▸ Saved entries

use std::sync::Arc;

use axum::extract::ws::{Message, WebSocket, WebSocketUpgrade};
use axum::extract::State;
use axum::response::IntoResponse;
use futures::SinkExt;
use futures::StreamExt;
use tokio::sync::broadcast::error::RecvError;
use tracing::{info, warn};

use crate::state::AppState;

pub async fn ws_handler(
    ws: WebSocketUpgrade,
    State(state): State<Arc<AppState>>,
) -> impl IntoResponse {
    ws.on_upgrade(|socket| handle_socket(socket, state))
}

/// Pushes every notice raised after the client connects.
async fn handle_socket(socket: WebSocket, state: Arc<AppState>) {
    let (mut sender, mut receiver) = socket.split();
    let mut rx = state.notifier.subscribe();

    info!("notice stream connected");

    let send_task = tokio::spawn(async move {
        loop {
            let notice = match rx.recv().await {
                Ok(notice) => notice,
                Err(RecvError::Lagged(skipped)) => {
                    warn!(skipped, "notice stream lagged");
                    continue;
                }
                Err(RecvError::Closed) => break,
            };
            let json = match serde_json::to_string(&notice) {
                Ok(json) => json,
                Err(err) => {
                    warn!(error = %err, "failed to serialize notice for ws");
                    continue;
                }
            };

            if sender.send(Message::Text(json)).await.is_err() {
                break;
            }
        }
    });

    let recv_task = tokio::spawn(async move {
        while let Some(Ok(_msg)) = receiver.next().await {}
    });

    tokio::select! {
        _ = send_task => {},
        _ = recv_task => {},
    }

    info!("notice stream disconnected");
}
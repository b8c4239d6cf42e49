use serde::{Deserialize, Serialize};

#[derive(Debug, Clone, Serialize, Deserialize, PartialEq)]
pub struct Store {
    pub id: String,
    pub chain: String,
    pub district: String,
    pub address: String,
    /// Map link shown in the route details.
    pub link: String,
    /// Display name, the value dispatch records refer to.
    pub name: String,
}
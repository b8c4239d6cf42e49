use std::fmt;

use chrono::{DateTime, Utc};
use serde::{Deserialize, Serialize};

use crate::error::AppError;

/// Field names of a stored dispatch record.
pub mod fields {
    pub const DRIVER: &str = "driver";
    pub const STATUS: &str = "status";
    pub const TIMESTAMP: &str = "timestamp";
    pub const SHIFT: &str = "shift";
    pub const REJECTION_REASON: &str = "rejection_reason";
    pub const DELIVERED_AT: &str = "delivered_at";
    pub const REJECTED_AT: &str = "rejected_at";
}

#[derive(Debug, Clone, Copy, Serialize, Deserialize, PartialEq, Eq, Hash)]
pub enum DispatchStatus {
    Pending,
    Delivered,
    Rejected,
}

impl DispatchStatus {
    pub fn as_str(&self) -> &'static str {
        match self {
            DispatchStatus::Pending => "Pending",
            DispatchStatus::Delivered => "Delivered",
            DispatchStatus::Rejected => "Rejected",
        }
    }

    /// Pending is the only state that can move, and only forward.
    pub fn transition_to(self, next: DispatchStatus) -> Result<DispatchStatus, AppError> {
        match (self, next) {
            (DispatchStatus::Pending, DispatchStatus::Delivered)
            | (DispatchStatus::Pending, DispatchStatus::Rejected) => Ok(next),
            (current, next) => Err(AppError::Conflict(format!(
                "dispatch cannot move from {current} to {next}"
            ))),
        }
    }
}

impl fmt::Display for DispatchStatus {
    fn fmt(&self, f: &mut fmt::Formatter<'_>) -> fmt::Result {
        f.write_str(self.as_str())
    }
}

/// Anything that can be placed in a time window.
pub trait Timestamped {
    fn timestamp(&self) -> DateTime<Utc>;
}

#[derive(Debug, Clone, Serialize, Deserialize, PartialEq)]
pub struct DispatchRecord {
    pub id: String,
    /// Driver display name, not a reference to the driver profile.
    pub driver: String,
    pub status: DispatchStatus,
    pub timestamp: DateTime<Utc>,
    pub load_type: String,
    /// Destination store display name.
    pub store: String,
    pub vehicle: String,
    pub shift: String,
    pub round: String,
    #[serde(default)]
    pub management: String,
    #[serde(default, skip_serializing_if = "Option::is_none")]
    pub rejection_reason: Option<String>,
    #[serde(default, skip_serializing_if = "Option::is_none")]
    pub delivered_at: Option<DateTime<Utc>>,
    #[serde(default, skip_serializing_if = "Option::is_none")]
    pub rejected_at: Option<DateTime<Utc>>,
}

impl Timestamped for DispatchRecord {
    fn timestamp(&self) -> DateTime<Utc> {
        self.timestamp
    }
}

/// Administrative input for a new dispatch record. New records always start
/// as Pending.
#[derive(Debug, Clone, Serialize, Deserialize)]
pub struct NewDispatch {
    pub driver: String,
    pub timestamp: DateTime<Utc>,
    #[serde(default)]
    pub load_type: String,
    #[serde(default)]
    pub store: String,
    #[serde(default)]
    pub vehicle: String,
    #[serde(default)]
    pub shift: String,
    #[serde(default)]
    pub round: String,
    #[serde(default)]
    pub management: String,
}

impl NewDispatch {
    pub fn validate(&self) -> Result<(), AppError> {
        if self.driver.trim().is_empty() {
            return Err(AppError::BadRequest("driver cannot be empty".to_string()));
        }
        if self.store.trim().is_empty() {
            return Err(AppError::BadRequest("store cannot be empty".to_string()));
        }
        Ok(())
    }

    pub fn into_record(self) -> DispatchRecord {
        DispatchRecord {
            id: String::new(),
            driver: self.driver.trim().to_string(),
            status: DispatchStatus::Pending,
            timestamp: self.timestamp,
            load_type: self.load_type,
            store: self.store.trim().to_string(),
            vehicle: self.vehicle,
            shift: self.shift,
            round: self.round,
            management: self.management,
            rejection_reason: None,
            delivered_at: None,
            rejected_at: None,
        }
    }
}
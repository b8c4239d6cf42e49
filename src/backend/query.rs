use std::cmp::Ordering;

use chrono::{DateTime, NaiveDate, NaiveTime, Utc};
use serde_json::Value;

use super::{Document, Fields};
use crate::error::AppError;

/// Value on the right-hand side of a constraint.
#[derive(Debug, Clone, PartialEq)]
pub enum FieldValue {
    Text(String),
    Timestamp(DateTime<Utc>),
    Integer(i64),
    Bool(bool),
}

impl FieldValue {
    /// Orders a stored value relative to this one. `None` when the stored
    /// value is missing or of another type.
    fn compare_stored(&self, stored: &Value) -> Option<Ordering> {
        match (self, stored) {
            (FieldValue::Text(expected), Value::String(actual)) => {
                Some(actual.as_str().cmp(expected.as_str()))
            }
            (FieldValue::Timestamp(expected), Value::String(actual)) => {
                parse_timestamp(actual).map(|actual| actual.cmp(expected))
            }
            (FieldValue::Integer(expected), Value::Number(actual)) => {
                actual.as_i64().map(|actual| actual.cmp(expected))
            }
            (FieldValue::Bool(expected), Value::Bool(actual)) => Some(actual.cmp(expected)),
            _ => None,
        }
    }
}

impl From<&str> for FieldValue {
    fn from(value: &str) -> Self {
        FieldValue::Text(value.to_string())
    }
}

impl From<String> for FieldValue {
    fn from(value: String) -> Self {
        FieldValue::Text(value)
    }
}

impl From<DateTime<Utc>> for FieldValue {
    fn from(value: DateTime<Utc>) -> Self {
        FieldValue::Timestamp(value)
    }
}

impl From<i64> for FieldValue {
    fn from(value: i64) -> Self {
        FieldValue::Integer(value)
    }
}

impl From<bool> for FieldValue {
    fn from(value: bool) -> Self {
        FieldValue::Bool(value)
    }
}

#[derive(Debug, Clone, PartialEq)]
pub enum Constraint {
    Eq(String, FieldValue),
    AtLeast(String, FieldValue),
    AtMost(String, FieldValue),
}

impl Constraint {
    fn admits(&self, fields: &Fields) -> bool {
        let (field, bound) = match self {
            Constraint::Eq(field, bound)
            | Constraint::AtLeast(field, bound)
            | Constraint::AtMost(field, bound) => (field, bound),
        };

        let Some(ordering) = fields.get(field).and_then(|stored| bound.compare_stored(stored))
        else {
            return false;
        };

        match self {
            Constraint::Eq(..) => ordering == Ordering::Equal,
            Constraint::AtLeast(..) => ordering != Ordering::Less,
            Constraint::AtMost(..) => ordering != Ordering::Greater,
        }
    }
}

#[derive(Debug, Clone, Copy, PartialEq, Eq)]
pub enum Direction {
    Ascending,
    Descending,
}

#[derive(Debug, Clone, PartialEq)]
pub struct OrderBy {
    pub field: String,
    pub direction: Direction,
}

/// Equality and range filters plus at most one sort field.
#[derive(Debug, Clone, Default, PartialEq)]
pub struct Query {
    constraints: Vec<Constraint>,
    order_by: Option<OrderBy>,
}

impl Query {
    pub fn new() -> Self {
        Self::default()
    }

    pub fn where_eq(mut self, field: &str, value: impl Into<FieldValue>) -> Self {
        self.constraints
            .push(Constraint::Eq(field.to_string(), value.into()));
        self
    }

    pub fn where_at_least(mut self, field: &str, value: impl Into<FieldValue>) -> Self {
        self.constraints
            .push(Constraint::AtLeast(field.to_string(), value.into()));
        self
    }

    pub fn where_at_most(mut self, field: &str, value: impl Into<FieldValue>) -> Self {
        self.constraints
            .push(Constraint::AtMost(field.to_string(), value.into()));
        self
    }

    /// Restricts `field` to the UTC day window of `date`.
    pub fn within_day(self, field: &str, date: NaiveDate) -> Self {
        let (start, end) = utc_day_bounds(date);
        self.where_at_least(field, start).where_at_most(field, end)
    }

    pub fn order_by(mut self, field: &str, direction: Direction) -> Self {
        self.order_by = Some(OrderBy {
            field: field.to_string(),
            direction,
        });
        self
    }

    pub fn matches(&self, fields: &Fields) -> bool {
        self.constraints.iter().all(|c| c.admits(fields))
    }

    /// Filters and sorts documents. Documents without the sort field are left
    /// out, the way an indexed query would.
    pub fn apply(&self, documents: Vec<Document>) -> Vec<Document> {
        let mut matching: Vec<Document> = documents
            .into_iter()
            .filter(|doc| self.matches(&doc.fields))
            .collect();

        if let Some(order) = &self.order_by {
            matching.retain(|doc| doc.fields.contains_key(&order.field));
            matching.sort_by(|a, b| {
                let ordering = compare_values(&a.fields[&order.field], &b.fields[&order.field]);
                match order.direction {
                    Direction::Ascending => ordering,
                    Direction::Descending => ordering.reverse(),
                }
            });
        }

        matching
    }
}

/// First and last millisecond of `date` in UTC.
pub fn utc_day_bounds(date: NaiveDate) -> (DateTime<Utc>, DateTime<Utc>) {
    let start = date.and_time(NaiveTime::MIN).and_utc();
    let end = date
        .and_hms_milli_opt(23, 59, 59, 999)
        .map(|end| end.and_utc())
        .unwrap_or(start);
    (start, end)
}

/// Parses a calendar date as typed into a date input (`YYYY-MM-DD`).
pub fn parse_calendar_date(raw: &str) -> Result<NaiveDate, AppError> {
    NaiveDate::parse_from_str(raw.trim(), "%Y-%m-%d")
        .map_err(|err| AppError::BadRequest(format!("invalid date {raw:?}: {err}")))
}

fn parse_timestamp(raw: &str) -> Option<DateTime<Utc>> {
    DateTime::parse_from_rfc3339(raw)
        .ok()
        .map(|parsed| parsed.with_timezone(&Utc))
}

fn compare_values(a: &Value, b: &Value) -> Ordering {
    match (a, b) {
        (Value::String(a), Value::String(b)) => match (parse_timestamp(a), parse_timestamp(b)) {
            (Some(a), Some(b)) => a.cmp(&b),
            _ => a.cmp(b),
        },
        (Value::Number(a), Value::Number(b)) => a
            .as_f64()
            .zip(b.as_f64())
            .and_then(|(a, b)| a.partial_cmp(&b))
            .unwrap_or(Ordering::Equal),
        (Value::Bool(a), Value::Bool(b)) => a.cmp(b),
        _ => Ordering::Equal,
    }
}

#[cfg(test)]
mod tests {
    use chrono::TimeZone;
    use serde_json::json;

    use super::*;

    fn doc(id: &str, value: Value) -> Document {
        Document::new(id, value.as_object().unwrap().clone())
    }

    #[test]
    fn day_bounds_cover_the_whole_utc_day() {
        let date = NaiveDate::from_ymd_opt(2025, 3, 9).unwrap();
        let (start, end) = utc_day_bounds(date);
        assert_eq!(start, Utc.with_ymd_and_hms(2025, 3, 9, 0, 0, 0).unwrap());
        assert_eq!(end.to_rfc3339(), "2025-03-09T23:59:59.999+00:00");
    }

    #[test]
    fn within_day_is_inclusive_on_both_ends() {
        let date = NaiveDate::from_ymd_opt(2025, 3, 9).unwrap();
        let query = Query::new().within_day("timestamp", date);
        let docs = vec![
            doc("before", json!({ "timestamp": "2025-03-08T23:59:59.999Z" })),
            doc("start", json!({ "timestamp": "2025-03-09T00:00:00Z" })),
            doc("end", json!({ "timestamp": "2025-03-09T23:59:59.999Z" })),
            doc("after", json!({ "timestamp": "2025-03-10T00:00:00Z" })),
        ];

        let ids: Vec<String> = query.apply(docs).into_iter().map(|d| d.id).collect();
        assert_eq!(ids, vec!["start", "end"]);
    }

    #[test]
    fn timestamps_with_offsets_compare_as_instants() {
        let date = NaiveDate::from_ymd_opt(2025, 3, 9).unwrap();
        let query = Query::new().within_day("timestamp", date);
        let late_evening_santiago = doc("x", json!({ "timestamp": "2025-03-08T22:30:00-03:00" }));
        assert!(query.matches(&late_evening_santiago.fields));
    }

    #[test]
    fn eq_requires_matching_type() {
        let query = Query::new().where_eq("shift", "Night");
        assert!(query.matches(json!({ "shift": "Night" }).as_object().unwrap()));
        assert!(!query.matches(json!({ "shift": "Day" }).as_object().unwrap()));
        assert!(!query.matches(json!({ "shift": 1 }).as_object().unwrap()));
        assert!(!query.matches(json!({}).as_object().unwrap()));
    }

    #[test]
    fn order_by_descending_drops_documents_without_the_field() {
        let query = Query::new().order_by("timestamp", Direction::Descending);
        let docs = vec![
            doc("old", json!({ "timestamp": "2025-01-01T00:00:00Z" })),
            doc("missing", json!({ "driver": "Ana" })),
            doc("new", json!({ "timestamp": "2025-02-01T00:00:00Z" })),
        ];

        let ids: Vec<String> = query.apply(docs).into_iter().map(|d| d.id).collect();
        assert_eq!(ids, vec!["new", "old"]);
    }

    #[test]
    fn calendar_date_rejects_garbage() {
        assert!(parse_calendar_date("2025-02-30").is_err());
        assert!(parse_calendar_date("yesterday").is_err());
        assert_eq!(
            parse_calendar_date(" 2025-02-28 ").unwrap(),
            NaiveDate::from_ymd_opt(2025, 2, 28).unwrap()
        );
    }
}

▸ Try it
Would you set down, word for word, the lines from the opening of the entries above through the line with "let mut rx = state.notifier.subscribe();", both included, and no others?

▸ Problem solution
use std::sync::Arc;

use axum::extract::ws::{Message, WebSocket, WebSocketUpgrade};
use axum::extract::State;
use axum::response::IntoResponse;
use futures::SinkExt;
use futures::StreamExt;
use tokio::sync::broadcast::error::RecvError;
use tracing::{info, warn};

use crate::state::AppState;

pub async fn ws_handler(
    ws: WebSocketUpgrade,
    State(state): State<Arc<AppState>>,
) -> impl IntoResponse {
    ws.on_upgrade(|socket| handle_socket(socket, state))
}

/// Pushes every notice raised after the client connects.
async fn handle_socket(socket: WebSocket, state: Arc<AppState>) {
    let (mut sender, mut receiver) = socket.split();
    let mut rx = state.notifier.subscribe();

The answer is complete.